§ Task description:
Could you set down exactly the lines of the data below, starting at the one that holds "cabac.put_bin(split, &mut ctxs.split_flag[ctx_idx]);" and ending at the one that holds "if pmode_left != pmode_above", both included, and only those?

───── Information ─────

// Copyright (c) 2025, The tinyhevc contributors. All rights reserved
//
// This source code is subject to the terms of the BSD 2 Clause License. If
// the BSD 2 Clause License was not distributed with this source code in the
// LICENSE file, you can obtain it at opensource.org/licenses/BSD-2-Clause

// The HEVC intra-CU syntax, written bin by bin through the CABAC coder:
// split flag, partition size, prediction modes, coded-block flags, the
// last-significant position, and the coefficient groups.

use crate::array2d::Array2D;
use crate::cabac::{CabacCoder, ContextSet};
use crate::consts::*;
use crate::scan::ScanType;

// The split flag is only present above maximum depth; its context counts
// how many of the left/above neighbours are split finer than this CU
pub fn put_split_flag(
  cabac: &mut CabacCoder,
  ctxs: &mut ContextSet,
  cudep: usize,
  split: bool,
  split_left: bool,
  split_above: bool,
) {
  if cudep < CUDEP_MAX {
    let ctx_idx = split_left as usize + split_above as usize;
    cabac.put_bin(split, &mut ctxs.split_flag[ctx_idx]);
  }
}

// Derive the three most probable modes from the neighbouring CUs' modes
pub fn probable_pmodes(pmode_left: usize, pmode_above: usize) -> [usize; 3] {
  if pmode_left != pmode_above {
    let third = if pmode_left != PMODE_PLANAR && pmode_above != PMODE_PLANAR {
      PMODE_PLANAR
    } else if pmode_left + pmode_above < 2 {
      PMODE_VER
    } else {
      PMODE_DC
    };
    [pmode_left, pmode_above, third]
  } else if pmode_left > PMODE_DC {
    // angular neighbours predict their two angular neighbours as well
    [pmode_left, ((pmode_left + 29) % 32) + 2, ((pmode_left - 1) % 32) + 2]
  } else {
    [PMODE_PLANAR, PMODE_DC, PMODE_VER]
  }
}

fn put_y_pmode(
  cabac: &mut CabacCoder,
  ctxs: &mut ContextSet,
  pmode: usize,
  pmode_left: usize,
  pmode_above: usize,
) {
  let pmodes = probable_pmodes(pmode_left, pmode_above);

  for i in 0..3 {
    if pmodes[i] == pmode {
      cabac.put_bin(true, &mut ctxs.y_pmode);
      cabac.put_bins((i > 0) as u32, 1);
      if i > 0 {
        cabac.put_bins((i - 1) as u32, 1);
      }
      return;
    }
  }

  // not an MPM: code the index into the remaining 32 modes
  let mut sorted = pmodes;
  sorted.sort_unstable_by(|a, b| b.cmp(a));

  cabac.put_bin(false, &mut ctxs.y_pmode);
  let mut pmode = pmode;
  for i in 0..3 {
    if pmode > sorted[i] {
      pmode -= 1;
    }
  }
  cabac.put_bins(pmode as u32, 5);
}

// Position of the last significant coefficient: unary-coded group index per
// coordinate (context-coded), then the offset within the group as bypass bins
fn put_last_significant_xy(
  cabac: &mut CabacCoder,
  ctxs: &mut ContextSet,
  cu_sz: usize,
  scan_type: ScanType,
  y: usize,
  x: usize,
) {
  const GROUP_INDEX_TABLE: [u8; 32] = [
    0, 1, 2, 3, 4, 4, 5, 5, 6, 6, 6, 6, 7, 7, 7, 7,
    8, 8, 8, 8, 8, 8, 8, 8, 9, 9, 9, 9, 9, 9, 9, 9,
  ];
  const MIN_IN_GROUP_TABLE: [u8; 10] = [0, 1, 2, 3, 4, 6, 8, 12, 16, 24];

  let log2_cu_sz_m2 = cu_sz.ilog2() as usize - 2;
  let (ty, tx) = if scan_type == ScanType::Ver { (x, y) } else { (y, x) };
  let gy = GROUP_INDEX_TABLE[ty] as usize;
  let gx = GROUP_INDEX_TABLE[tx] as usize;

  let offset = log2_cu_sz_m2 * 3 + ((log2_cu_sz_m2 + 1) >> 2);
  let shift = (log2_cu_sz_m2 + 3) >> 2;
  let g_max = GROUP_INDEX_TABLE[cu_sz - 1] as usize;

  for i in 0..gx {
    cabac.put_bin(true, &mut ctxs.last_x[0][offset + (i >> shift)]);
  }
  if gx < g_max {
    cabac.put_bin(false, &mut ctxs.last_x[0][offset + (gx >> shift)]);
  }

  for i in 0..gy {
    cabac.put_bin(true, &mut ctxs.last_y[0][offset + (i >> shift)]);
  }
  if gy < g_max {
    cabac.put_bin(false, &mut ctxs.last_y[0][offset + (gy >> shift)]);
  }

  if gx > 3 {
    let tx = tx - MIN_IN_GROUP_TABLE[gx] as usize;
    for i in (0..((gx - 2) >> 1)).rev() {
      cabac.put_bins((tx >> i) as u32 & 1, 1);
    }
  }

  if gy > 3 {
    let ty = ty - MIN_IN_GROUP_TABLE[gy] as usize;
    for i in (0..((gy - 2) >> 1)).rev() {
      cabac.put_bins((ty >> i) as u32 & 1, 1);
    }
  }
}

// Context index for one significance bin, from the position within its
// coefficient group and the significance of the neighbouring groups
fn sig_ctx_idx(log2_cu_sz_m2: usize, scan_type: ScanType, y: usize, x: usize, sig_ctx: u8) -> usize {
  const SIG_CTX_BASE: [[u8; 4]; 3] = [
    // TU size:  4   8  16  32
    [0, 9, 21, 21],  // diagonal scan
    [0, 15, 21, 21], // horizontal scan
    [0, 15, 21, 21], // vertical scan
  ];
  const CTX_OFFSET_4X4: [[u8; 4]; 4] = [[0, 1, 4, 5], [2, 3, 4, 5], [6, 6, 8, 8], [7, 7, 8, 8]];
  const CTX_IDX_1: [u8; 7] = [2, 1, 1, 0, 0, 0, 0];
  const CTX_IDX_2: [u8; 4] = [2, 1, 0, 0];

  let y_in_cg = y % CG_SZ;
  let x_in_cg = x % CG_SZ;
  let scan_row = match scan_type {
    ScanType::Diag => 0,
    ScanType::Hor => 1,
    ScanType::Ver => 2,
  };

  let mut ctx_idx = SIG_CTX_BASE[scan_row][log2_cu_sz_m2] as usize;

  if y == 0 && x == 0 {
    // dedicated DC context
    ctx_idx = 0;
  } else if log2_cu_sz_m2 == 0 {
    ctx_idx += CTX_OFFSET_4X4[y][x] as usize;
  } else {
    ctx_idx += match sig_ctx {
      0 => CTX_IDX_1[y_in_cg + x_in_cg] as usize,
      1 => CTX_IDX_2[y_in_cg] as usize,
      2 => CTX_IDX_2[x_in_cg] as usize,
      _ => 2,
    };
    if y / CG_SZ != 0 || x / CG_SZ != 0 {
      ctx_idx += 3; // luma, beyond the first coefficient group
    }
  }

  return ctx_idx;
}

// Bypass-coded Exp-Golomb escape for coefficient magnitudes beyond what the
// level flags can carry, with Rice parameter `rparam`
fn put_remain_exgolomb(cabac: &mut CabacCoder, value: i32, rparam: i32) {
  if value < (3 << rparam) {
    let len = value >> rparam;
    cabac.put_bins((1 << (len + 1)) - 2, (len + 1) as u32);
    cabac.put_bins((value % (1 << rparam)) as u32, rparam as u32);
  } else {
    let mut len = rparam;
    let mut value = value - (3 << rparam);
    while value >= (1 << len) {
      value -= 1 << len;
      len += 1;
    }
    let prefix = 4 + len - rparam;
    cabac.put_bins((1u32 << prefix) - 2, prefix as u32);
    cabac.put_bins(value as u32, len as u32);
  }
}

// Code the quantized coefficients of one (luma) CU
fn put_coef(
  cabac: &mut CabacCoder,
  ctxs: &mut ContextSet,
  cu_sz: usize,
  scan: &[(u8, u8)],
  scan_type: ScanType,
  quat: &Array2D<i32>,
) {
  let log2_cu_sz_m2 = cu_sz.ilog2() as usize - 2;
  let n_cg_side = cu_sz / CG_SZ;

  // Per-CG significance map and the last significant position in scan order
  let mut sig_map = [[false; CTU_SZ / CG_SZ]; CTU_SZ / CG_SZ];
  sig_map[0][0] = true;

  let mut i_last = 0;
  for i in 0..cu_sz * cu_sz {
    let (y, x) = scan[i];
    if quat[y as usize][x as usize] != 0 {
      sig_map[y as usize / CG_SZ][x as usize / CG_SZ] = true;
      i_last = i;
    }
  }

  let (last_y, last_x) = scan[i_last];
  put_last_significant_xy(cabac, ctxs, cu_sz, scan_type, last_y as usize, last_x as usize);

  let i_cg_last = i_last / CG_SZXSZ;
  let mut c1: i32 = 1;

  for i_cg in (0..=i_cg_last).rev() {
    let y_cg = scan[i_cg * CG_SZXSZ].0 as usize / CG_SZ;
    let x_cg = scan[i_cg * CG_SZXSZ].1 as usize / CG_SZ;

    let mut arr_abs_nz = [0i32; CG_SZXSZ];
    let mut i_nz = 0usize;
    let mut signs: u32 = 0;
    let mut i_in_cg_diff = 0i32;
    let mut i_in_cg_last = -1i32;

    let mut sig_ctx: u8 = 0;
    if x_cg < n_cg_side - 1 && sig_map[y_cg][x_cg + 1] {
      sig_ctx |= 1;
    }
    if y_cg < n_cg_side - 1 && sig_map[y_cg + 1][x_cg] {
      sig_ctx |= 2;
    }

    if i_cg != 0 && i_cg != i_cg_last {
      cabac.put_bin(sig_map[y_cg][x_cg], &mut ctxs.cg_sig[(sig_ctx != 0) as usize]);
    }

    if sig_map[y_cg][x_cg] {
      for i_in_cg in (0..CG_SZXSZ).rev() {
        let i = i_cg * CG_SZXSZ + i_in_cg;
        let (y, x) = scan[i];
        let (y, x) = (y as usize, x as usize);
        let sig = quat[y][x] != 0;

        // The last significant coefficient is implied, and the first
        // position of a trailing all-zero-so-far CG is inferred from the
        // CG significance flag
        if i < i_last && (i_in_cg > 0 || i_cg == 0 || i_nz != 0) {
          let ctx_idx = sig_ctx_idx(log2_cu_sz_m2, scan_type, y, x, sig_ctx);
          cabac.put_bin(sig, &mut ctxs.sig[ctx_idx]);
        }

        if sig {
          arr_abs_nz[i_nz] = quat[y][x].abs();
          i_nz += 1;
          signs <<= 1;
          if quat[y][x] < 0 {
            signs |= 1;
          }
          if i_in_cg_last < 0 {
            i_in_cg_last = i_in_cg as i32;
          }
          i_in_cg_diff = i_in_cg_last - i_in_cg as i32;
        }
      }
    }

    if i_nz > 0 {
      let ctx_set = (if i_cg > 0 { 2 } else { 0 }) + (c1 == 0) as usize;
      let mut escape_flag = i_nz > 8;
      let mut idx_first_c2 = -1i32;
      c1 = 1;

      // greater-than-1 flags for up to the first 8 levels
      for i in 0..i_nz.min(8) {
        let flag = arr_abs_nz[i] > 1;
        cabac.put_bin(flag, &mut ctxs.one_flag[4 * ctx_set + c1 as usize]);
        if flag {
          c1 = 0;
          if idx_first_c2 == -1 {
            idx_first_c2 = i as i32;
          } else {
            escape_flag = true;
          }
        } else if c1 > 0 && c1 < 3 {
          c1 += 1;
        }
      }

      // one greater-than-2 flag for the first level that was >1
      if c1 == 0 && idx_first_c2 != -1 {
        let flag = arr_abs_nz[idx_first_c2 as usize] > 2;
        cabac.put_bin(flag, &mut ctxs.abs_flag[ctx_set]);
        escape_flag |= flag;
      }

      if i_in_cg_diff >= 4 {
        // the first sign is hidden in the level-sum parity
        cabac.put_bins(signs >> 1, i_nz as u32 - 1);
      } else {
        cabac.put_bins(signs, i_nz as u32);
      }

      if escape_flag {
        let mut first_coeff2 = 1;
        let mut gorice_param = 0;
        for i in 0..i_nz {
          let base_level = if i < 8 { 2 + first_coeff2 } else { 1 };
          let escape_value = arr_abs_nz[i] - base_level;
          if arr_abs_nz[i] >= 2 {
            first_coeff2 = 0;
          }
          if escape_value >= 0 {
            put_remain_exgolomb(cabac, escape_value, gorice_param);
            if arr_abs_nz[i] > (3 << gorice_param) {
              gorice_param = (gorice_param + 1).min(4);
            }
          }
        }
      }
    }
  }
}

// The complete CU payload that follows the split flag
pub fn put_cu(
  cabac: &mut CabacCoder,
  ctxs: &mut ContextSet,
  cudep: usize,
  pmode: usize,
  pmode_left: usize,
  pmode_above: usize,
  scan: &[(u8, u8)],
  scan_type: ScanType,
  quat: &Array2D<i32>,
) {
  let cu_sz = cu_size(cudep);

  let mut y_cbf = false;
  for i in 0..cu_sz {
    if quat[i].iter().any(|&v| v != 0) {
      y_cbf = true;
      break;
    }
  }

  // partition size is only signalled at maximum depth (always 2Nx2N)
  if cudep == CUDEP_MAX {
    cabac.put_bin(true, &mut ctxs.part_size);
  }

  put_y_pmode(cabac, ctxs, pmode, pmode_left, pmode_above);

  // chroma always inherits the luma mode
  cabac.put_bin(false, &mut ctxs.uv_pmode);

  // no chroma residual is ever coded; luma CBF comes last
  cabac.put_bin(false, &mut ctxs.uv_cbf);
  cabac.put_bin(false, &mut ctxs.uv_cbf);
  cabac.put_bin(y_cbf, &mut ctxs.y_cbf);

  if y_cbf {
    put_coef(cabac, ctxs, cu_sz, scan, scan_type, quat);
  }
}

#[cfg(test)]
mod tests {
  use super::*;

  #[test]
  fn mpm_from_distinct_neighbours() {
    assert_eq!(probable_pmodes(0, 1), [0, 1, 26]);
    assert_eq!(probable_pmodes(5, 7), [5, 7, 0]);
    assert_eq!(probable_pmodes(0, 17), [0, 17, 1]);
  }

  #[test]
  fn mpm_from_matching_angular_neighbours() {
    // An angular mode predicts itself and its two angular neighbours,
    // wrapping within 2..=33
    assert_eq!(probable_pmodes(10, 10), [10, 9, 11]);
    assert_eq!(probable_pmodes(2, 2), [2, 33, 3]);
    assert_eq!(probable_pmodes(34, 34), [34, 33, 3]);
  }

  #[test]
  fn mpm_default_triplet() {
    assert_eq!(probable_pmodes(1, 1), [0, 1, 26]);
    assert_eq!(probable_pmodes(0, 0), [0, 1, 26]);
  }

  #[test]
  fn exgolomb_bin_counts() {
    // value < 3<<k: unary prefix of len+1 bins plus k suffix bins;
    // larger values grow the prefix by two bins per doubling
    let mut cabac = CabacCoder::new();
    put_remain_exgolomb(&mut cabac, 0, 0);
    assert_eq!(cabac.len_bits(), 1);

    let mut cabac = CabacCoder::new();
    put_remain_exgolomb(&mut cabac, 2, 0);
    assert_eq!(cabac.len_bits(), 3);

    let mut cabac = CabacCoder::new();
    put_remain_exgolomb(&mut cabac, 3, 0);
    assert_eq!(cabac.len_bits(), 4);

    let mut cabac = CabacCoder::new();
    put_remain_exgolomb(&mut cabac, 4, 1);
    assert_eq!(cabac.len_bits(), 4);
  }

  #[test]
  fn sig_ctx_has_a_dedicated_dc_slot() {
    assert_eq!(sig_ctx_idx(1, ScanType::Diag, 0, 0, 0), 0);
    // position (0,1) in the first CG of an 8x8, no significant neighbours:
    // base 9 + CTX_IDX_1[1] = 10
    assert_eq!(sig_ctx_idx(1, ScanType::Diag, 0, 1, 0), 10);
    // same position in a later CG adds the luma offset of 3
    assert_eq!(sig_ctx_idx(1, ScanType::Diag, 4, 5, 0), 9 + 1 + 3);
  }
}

─────

§ Answer to the problem:
    cabac.put_bin(split, &mut ctxs.split_flag[ctx_idx]);
  }
}

// Derive the three most probable modes from the neighbouring CUs' modes
pub fn probable_pmodes(pmode_left: usize, pmode_above: usize) -> [usize; 3] {
  if pmode_left != pmode_above {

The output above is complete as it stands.